## What you should do
From the entries below, give the number of lines where the word "failed" occurs, and nothing else.

## Data for this exercise
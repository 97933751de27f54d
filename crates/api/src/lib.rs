//! HTTP API: bearer-token authentication and row-level-secured CRUD routes.

pub mod app;
pub mod config;
pub mod context;
pub mod middleware;
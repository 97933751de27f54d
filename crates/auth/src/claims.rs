use chrono::{DateTime, Utc};
use jsonwebtoken::{Algorithm, DecodingKey, Validation};
use serde::{Deserialize, Serialize};
use thiserror::Error;

use hrms_core::UserId;

/// Identity-token claims (transport-agnostic).
///
/// The identity provider only vouches for *who* the caller is; role and
/// company are always read from the caller's own user row, never from the
/// token.
#[derive(Debug, Clone, PartialEq, Eq, Serialize, Deserialize)]
pub struct JwtClaims {
    /// Subject: the authenticated user id.
    pub sub: UserId,

    #[serde(rename = "iat", with = "chrono::serde::ts_seconds")]
    pub issued_at: DateTime<Utc>,

    #[serde(rename = "exp", with = "chrono::serde::ts_seconds")]
    pub expires_at: DateTime<Utc>,
}

#[derive(Debug, Error, Clone, PartialEq, Eq)]
pub enum TokenValidationError {
    #[error("token has expired")]
    Expired,

    #[error("token not yet valid (issued_at is in the future)")]
    NotYetValid,

    #[error("invalid token time window (expires_at <= issued_at)")]
    InvalidTimeWindow,

    #[error("malformed token: {0}")]
    Malformed(String),
}

/// Deterministically validate JWT claims against `now`.
pub fn validate_claims(claims: &JwtClaims, now: DateTime<Utc>) -> Result<(), TokenValidationError> {
    if claims.expires_at <= claims.issued_at {
        return Err(TokenValidationError::InvalidTimeWindow);
    }
    if now < claims.issued_at {
        return Err(TokenValidationError::NotYetValid);
    }
    if now >= claims.expires_at {
        return Err(TokenValidationError::Expired);
    }
    Ok(())
}

/// Verifies a bearer token and yields its claims.
pub trait JwtValidator: Send + Sync {
    fn validate(&self, token: &str, now: DateTime<Utc>) -> Result<JwtClaims, TokenValidationError>;
}

/// HMAC-SHA256 token validator (shared-secret identity provider).
pub struct Hs256JwtValidator {
    key: DecodingKey,
}

impl Hs256JwtValidator {
    pub fn new(secret: impl AsRef<[u8]>) -> Self {
        Self {
            key: DecodingKey::from_secret(secret.as_ref()),
        }
    }
}

impl JwtValidator for Hs256JwtValidator {
    fn validate(&self, token: &str, now: DateTime<Utc>) -> Result<JwtClaims, TokenValidationError> {
        let mut validation = Validation::new(Algorithm::HS256);
        // Time checks are done by `validate_claims` against the caller's clock.
        validation.validate_exp = false;
        validation.required_spec_claims.clear();
        validation.validate_aud = false;

        let data = jsonwebtoken::decode::<JwtClaims>(token, &self.key, &validation)
            .map_err(|e| TokenValidationError::Malformed(e.to_string()))?;

        validate_claims(&data.claims, now)?;
        Ok(data.claims)
    }
}

#[cfg(test)]
mod tests {
    use super::*;
    use chrono::Duration;
    use jsonwebtoken::{EncodingKey, Header};

    fn mint(secret: &str, claims: &JwtClaims) -> String {
        jsonwebtoken::encode(
            &Header::new(Algorithm::HS256),
            claims,
            &EncodingKey::from_secret(secret.as_bytes()),
        )
        .expect("failed to encode jwt")
    }

    fn claims_at(now: DateTime<Utc>) -> JwtClaims {
        JwtClaims {
            sub: UserId::new(),
            issued_at: now - Duration::seconds(5),
            expires_at: now + Duration::minutes(10),
        }
    }

    #[test]
    fn accepts_token_signed_with_shared_secret() {
        let now = Utc::now();
        let claims = claims_at(now);
        let token = mint("s3cret", &claims);

        let out = Hs256JwtValidator::new("s3cret").validate(&token, now).unwrap();
        assert_eq!(out.sub, claims.sub);
    }

    #[test]
    fn audience_claim_is_ignored() {
        let now = Utc::now();
        let claims = claims_at(now);
        let token = jsonwebtoken::encode(
            &Header::new(Algorithm::HS256),
            &serde_json::json!({
                "sub": claims.sub,
                "iat": claims.issued_at.timestamp(),
                "exp": claims.expires_at.timestamp(),
                "aud": "authenticated",
            }),
            &EncodingKey::from_secret(b"s3cret"),
        )
        .expect("failed to encode jwt");

        let out = Hs256JwtValidator::new("s3cret").validate(&token, now).unwrap();
        assert_eq!(out.sub, claims.sub);
    }

    #[test]
    fn rejects_foreign_signature() {
        let now = Utc::now();
        let token = mint("other", &claims_at(now));
        let err = Hs256JwtValidator::new("s3cret").validate(&token, now).unwrap_err();
        assert!(matches!(err, TokenValidationError::Malformed(_)));
    }

    #[test]
    fn rejects_expired_token() {
        let now = Utc::now();
        let token = mint("s3cret", &claims_at(now));
        let later = now + Duration::hours(1);
        assert_eq!(
            Hs256JwtValidator::new("s3cret").validate(&token, later).unwrap_err(),
            TokenValidationError::Expired
        );
    }

    #[test]
    fn validate_claims_checks_window() {
        let now = Utc::now();
        let mut c = claims_at(now);
        c.expires_at = c.issued_at;
        assert_eq!(validate_claims(&c, now), Err(TokenValidationError::InvalidTimeWindow));

        let c = claims_at(now + Duration::minutes(1));
        assert_eq!(validate_claims(&c, now), Err(TokenValidationError::NotYetValid));
    }
}
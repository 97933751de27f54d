//! `hrms-auth`: pure row-level authorization boundary (fail-closed).
//!
//! This crate is intentionally decoupled from HTTP and storage: callers
//! resolve the [`Actor`] and describe the row as a [`Resource`], and the
//! evaluator answers from the static policy catalogue alone.

pub mod actor;
pub mod authorize;
pub mod claims;
pub mod permissions;
pub mod policy;
pub mod resource;

pub use actor::Actor;
pub use authorize::{
    allowed, authorize, explain_authorization, explain_named, AuthorizationExplanation,
    AuthzError, DenialKind,
};
pub use claims::{
    validate_claims, Hs256JwtValidator, JwtClaims, JwtValidator, TokenValidationError,
};
pub use permissions::{Action, Permission, Table, TargetError};
pub use policy::{rules_for, PolicyRule, Predicate, POLICIES};
pub use resource::{Resource, ResourceAttrs};
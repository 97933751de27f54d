use serde::{Deserialize, Serialize};
use thiserror::Error;

/// The five row-secured tables.
#[derive(Debug, Copy, Clone, PartialEq, Eq, Hash, Serialize, Deserialize)]
#[serde(rename_all = "snake_case")]
pub enum Table {
    Companies,
    Users,
    CompanyAdmins,
    Departments,
    EmployeeHierarchy,
}

impl Table {
    pub const ALL: [Table; 5] = [
        Table::Companies,
        Table::Users,
        Table::CompanyAdmins,
        Table::Departments,
        Table::EmployeeHierarchy,
    ];

    pub fn as_str(&self) -> &'static str {
        match self {
            Table::Companies => "companies",
            Table::Users => "users",
            Table::CompanyAdmins => "company_admins",
            Table::Departments => "departments",
            Table::EmployeeHierarchy => "employee_hierarchy",
        }
    }
}

/// Row operation being authorized.
#[derive(Debug, Copy, Clone, PartialEq, Eq, Hash, Serialize, Deserialize)]
#[serde(rename_all = "snake_case")]
pub enum Action {
    Select,
    Insert,
    Update,
    Delete,
}

impl Action {
    pub const ALL: [Action; 4] = [Action::Select, Action::Insert, Action::Update, Action::Delete];

    pub fn as_str(&self) -> &'static str {
        match self {
            Action::Select => "select",
            Action::Insert => "insert",
            Action::Update => "update",
            Action::Delete => "delete",
        }
    }

    /// SQL keyword used in policy DDL.
    pub fn sql_keyword(&self) -> &'static str {
        match self {
            Action::Select => "SELECT",
            Action::Insert => "INSERT",
            Action::Update => "UPDATE",
            Action::Delete => "DELETE",
        }
    }
}

#[derive(Debug, Error, Clone, PartialEq, Eq)]
pub enum TargetError {
    #[error("unknown table '{0}'")]
    UnknownTable(String),

    #[error("unknown action '{0}'")]
    UnknownAction(String),

    #[error("missing attribute '{attribute}' for table '{table}'")]
    MissingAttribute {
        table: &'static str,
        attribute: &'static str,
    },
}

impl core::str::FromStr for Table {
    type Err = TargetError;

    fn from_str(s: &str) -> Result<Self, Self::Err> {
        let lower = s.trim().to_ascii_lowercase();
        Table::ALL
            .into_iter()
            .find(|t| t.as_str() == lower)
            .ok_or_else(|| TargetError::UnknownTable(s.to_string()))
    }
}

impl core::str::FromStr for Action {
    type Err = TargetError;

    fn from_str(s: &str) -> Result<Self, Self::Err> {
        let lower = s.trim().to_ascii_lowercase();
        Action::ALL
            .into_iter()
            .find(|a| a.as_str() == lower)
            .ok_or_else(|| TargetError::UnknownAction(s.to_string()))
    }
}

/// A (table, action) pair, rendered as `"table.action"` (e.g. `"departments.update"`).
#[derive(Debug, Copy, Clone, PartialEq, Eq, Hash, Serialize, Deserialize)]
pub struct Permission {
    pub table: Table,
    pub action: Action,
}

impl Permission {
    pub fn new(table: Table, action: Action) -> Self {
        Self { table, action }
    }
}

impl core::fmt::Display for Permission {
    fn fmt(&self, f: &mut core::fmt::Formatter<'_>) -> core::fmt::Result {
        write!(f, "{}.{}", self.table.as_str(), self.action.as_str())
    }
}
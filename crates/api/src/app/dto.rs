use std::str::FromStr;

use serde::Deserialize;
use uuid::Uuid;

use hrms_auth::ResourceAttrs;
use hrms_core::{CompanyId, DomainError, UserId};
use hrms_infra::{CompanyPatch, EdgePatch};

use crate::app::errors::ApiError;

// -------------------------
// Request DTOs
// -------------------------

#[derive(Debug, Deserialize)]
#[serde(deny_unknown_fields)]
pub struct CreateCompanyRequest {
    pub name: String,
    pub access_time: Option<String>,
}

#[derive(Debug, Deserialize)]
#[serde(deny_unknown_fields)]
pub struct UpdateCompanyRequest {
    pub name: Option<String>,
    pub access_time: Option<String>,
}

impl From<UpdateCompanyRequest> for CompanyPatch {
    fn from(value: UpdateCompanyRequest) -> Self {
        CompanyPatch {
            name: value.name,
            access_time: value.access_time,
        }
    }
}

#[derive(Debug, Deserialize)]
#[serde(deny_unknown_fields)]
pub struct GrantAdminRequest {
    pub user_id: UserId,
    pub company_id: CompanyId,
}

#[derive(Debug, Deserialize)]
#[serde(deny_unknown_fields)]
pub struct CreateDepartmentRequest {
    pub company_id: CompanyId,
    pub name: String,
}

#[derive(Debug, Deserialize)]
#[serde(deny_unknown_fields)]
pub struct RenameDepartmentRequest {
    pub name: String,
}

#[derive(Debug, Deserialize)]
#[serde(deny_unknown_fields)]
pub struct CreateEdgeRequest {
    pub employee_id: UserId,
    pub manager_id: UserId,
    pub company_id: CompanyId,
}

#[derive(Debug, Deserialize)]
#[serde(deny_unknown_fields)]
pub struct UpdateEdgeRequest {
    pub employee_id: Option<UserId>,
    pub manager_id: Option<UserId>,
}

impl From<UpdateEdgeRequest> for EdgePatch {
    fn from(value: UpdateEdgeRequest) -> Self {
        EdgePatch {
            employee_id: value.employee_id,
            manager_id: value.manager_id,
        }
    }
}

// -------------------------
// Query strings
// -------------------------

#[derive(Debug, Default, Deserialize)]
pub struct CompanyFilter {
    pub company_id: Option<CompanyId>,
}

/// `GET /authz/explain?table=..&action=..&id=..&user_id=..&company_id=..`
#[derive(Debug, Deserialize)]
pub struct ExplainQuery {
    pub table: String,
    pub action: String,
    pub id: Option<Uuid>,
    pub user_id: Option<Uuid>,
    pub company_id: Option<Uuid>,
}

impl ExplainQuery {
    pub fn attrs(&self) -> ResourceAttrs {
        ResourceAttrs {
            id: self.id,
            user_id: self.user_id,
            company_id: self.company_id,
        }
    }
}

/// Parse a path segment into a typed id; malformed ids are a 400.
pub fn parse_id<T>(raw: &str) -> Result<T, ApiError>
where
    T: FromStr<Err = DomainError>,
{
    raw.parse::<T>().map_err(|e| ApiError::BadRequest(e.to_string()))
}
use std::sync::Arc;

use axum::{
    extract::State,
    http::{HeaderMap, StatusCode},
    middleware::Next,
    response::Response,
};
use chrono::Utc;
use tracing::debug;

use hrms_auth::JwtValidator;

use crate::context::ActorContext;

#[derive(Clone)]
pub struct AuthState {
    pub jwt: Arc<dyn JwtValidator>,
}

pub async fn auth_middleware(
    State(state): State<AuthState>,
    mut req: axum::http::Request<axum::body::Body>,
    next: Next,
) -> Result<Response, StatusCode> {
    let token = extract_bearer(req.headers())?;

    let claims = state.jwt.validate(token, Utc::now()).map_err(|e| {
        debug!(error = %e, "rejected bearer token");
        StatusCode::UNAUTHORIZED
    })?;

    req.extensions_mut().insert(ActorContext::new(claims.sub));

    Ok(next.run(req).await)
}

fn extract_bearer(headers: &HeaderMap) -> Result<&str, StatusCode> {
    let header = headers
        .get(axum::http::header::AUTHORIZATION)
        .ok_or(StatusCode::UNAUTHORIZED)?;

    let header = header.to_str().map_err(|_| StatusCode::UNAUTHORIZED)?;

    let header = header
        .strip_prefix("Bearer ")
        .ok_or(StatusCode::UNAUTHORIZED)?;

    let token = header.trim();
    if token.is_empty() {
        return Err(StatusCode::UNAUTHORIZED);
    }

    Ok(token)
}
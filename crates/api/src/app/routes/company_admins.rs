use std::sync::Arc;

use axum::{
    extract::{Extension, Path, Query},
    http::StatusCode,
    response::IntoResponse,
    routing::{delete, get},
    Json, Router,
};
use serde_json::json;

use hrms_core::CompanyAdminId;

use crate::app::dto::{self, CompanyFilter, GrantAdminRequest};
use crate::app::errors::ApiError;
use crate::app::services::AppServices;
use crate::context::ActorContext;

pub fn router() -> Router {
    Router::new()
        .route("/", get(list_company_admins).post(grant_admin))
        .route("/:id", delete(revoke_admin))
}

pub async fn list_company_admins(
    Extension(services): Extension<Arc<AppServices>>,
    Extension(ctx): Extension<ActorContext>,
    Query(filter): Query<CompanyFilter>,
) -> Result<impl IntoResponse, ApiError> {
    let items = services
        .guarded(&ctx)
        .await
        .list_company_admins(filter.company_id)
        .await?;
    Ok(Json(json!({ "items": items })))
}

pub async fn grant_admin(
    Extension(services): Extension<Arc<AppServices>>,
    Extension(ctx): Extension<ActorContext>,
    Json(body): Json<GrantAdminRequest>,
) -> Result<impl IntoResponse, ApiError> {
    let grant = services
        .guarded(&ctx)
        .await
        .grant_admin(body.user_id, body.company_id)
        .await?;
    Ok((StatusCode::CREATED, Json(grant)))
}

pub async fn revoke_admin(
    Extension(services): Extension<Arc<AppServices>>,
    Extension(ctx): Extension<ActorContext>,
    Path(id): Path<String>,
) -> Result<impl IntoResponse, ApiError> {
    let id: CompanyAdminId = dto::parse_id(&id)?;
    services.guarded(&ctx).await.revoke_admin(id).await?;
    Ok(StatusCode::NO_CONTENT)
}
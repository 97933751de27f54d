//! Strongly-typed identifiers used across the domain.
//!
//! Every table keys its rows by UUID; the user id doubles as the identity
//! provider's subject id.

use core::str::FromStr;
use serde::{Deserialize, Serialize};
use uuid::Uuid;

use crate::error::DomainError;

/// Identifier of a company (the tenant boundary).
#[derive(Debug, Copy, Clone, PartialEq, Eq, Hash, PartialOrd, Ord, Serialize, Deserialize)]
#[serde(transparent)]
pub struct CompanyId(Uuid);

/// Identifier of a user; equal to the authenticated identity's id.
#[derive(Debug, Copy, Clone, PartialEq, Eq, Hash, PartialOrd, Ord, Serialize, Deserialize)]
#[serde(transparent)]
pub struct UserId(Uuid);

/// Identifier of a company admin grant row.
#[derive(Debug, Copy, Clone, PartialEq, Eq, Hash, PartialOrd, Ord, Serialize, Deserialize)]
#[serde(transparent)]
pub struct CompanyAdminId(Uuid);

/// Identifier of a department.
#[derive(Debug, Copy, Clone, PartialEq, Eq, Hash, PartialOrd, Ord, Serialize, Deserialize)]
#[serde(transparent)]
pub struct DepartmentId(Uuid);

/// Identifier of an employee → manager edge.
#[derive(Debug, Copy, Clone, PartialEq, Eq, Hash, PartialOrd, Ord, Serialize, Deserialize)]
#[serde(transparent)]
pub struct HierarchyId(Uuid);

macro_rules! impl_uuid_newtype {
    ($t:ty, $name:literal) => {
        impl $t {
            /// Create a new identifier.
            ///
            /// Uses UUIDv7 (time-ordered). Prefer passing IDs explicitly in tests
            /// for determinism.
            pub fn new() -> Self {
                Self(Uuid::now_v7())
            }

            pub fn from_uuid(uuid: Uuid) -> Self {
                Self(uuid)
            }

            pub fn as_uuid(&self) -> &Uuid {
                &self.0
            }
        }

        impl Default for $t {
            fn default() -> Self {
                Self::new()
            }
        }

        impl core::fmt::Display for $t {
            fn fmt(&self, f: &mut core::fmt::Formatter<'_>) -> core::fmt::Result {
                core::fmt::Display::fmt(&self.0, f)
            }
        }

        impl From<Uuid> for $t {
            fn from(value: Uuid) -> Self {
                Self(value)
            }
        }

        impl From<$t> for Uuid {
            fn from(value: $t) -> Self {
                value.0
            }
        }

        impl FromStr for $t {
            type Err = DomainError;

            fn from_str(s: &str) -> Result<Self, Self::Err> {
                let uuid = Uuid::from_str(s)
                    .map_err(|e| DomainError::invalid_id(format!("{}: {}", $name, e)))?;
                Ok(Self(uuid))
            }
        }
    };
}

impl_uuid_newtype!(CompanyId, "CompanyId");
impl_uuid_newtype!(UserId, "UserId");
impl_uuid_newtype!(CompanyAdminId, "CompanyAdminId");
impl_uuid_newtype!(DepartmentId, "DepartmentId");
impl_uuid_newtype!(HierarchyId, "HierarchyId");
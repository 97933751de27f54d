use std::sync::Arc;

use axum::{
    extract::{Extension, Query},
    http::header,
    response::IntoResponse,
    routing::get,
    Json, Router,
};
use serde_json::json;

use hrms_auth::{explain_named, POLICIES};
use hrms_infra::rls;

use crate::app::dto::ExplainQuery;
use crate::app::services::AppServices;
use crate::context::ActorContext;

pub fn router() -> Router {
    Router::new()
        .route("/", get(list_policies))
        .route("/sql", get(policies_sql))
}

pub async fn list_policies() -> impl IntoResponse {
    Json(json!({ "items": POLICIES }))
}

pub async fn policies_sql() -> impl IntoResponse {
    (
        [(header::CONTENT_TYPE, "text/plain; charset=utf-8")],
        rls::render_policies(),
    )
}

/// Would the caller be allowed `action` on a row with these attributes?
///
/// Evaluated against a hypothetical row; the store is never read, so the
/// answer says nothing about whether such a row exists.
pub async fn explain(
    Extension(services): Extension<Arc<AppServices>>,
    Extension(ctx): Extension<ActorContext>,
    Query(query): Query<ExplainQuery>,
) -> impl IntoResponse {
    let guarded = services.guarded(&ctx).await;
    Json(explain_named(guarded.actor(), &query.table, &query.action, &query.attrs()))
}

## Reply
2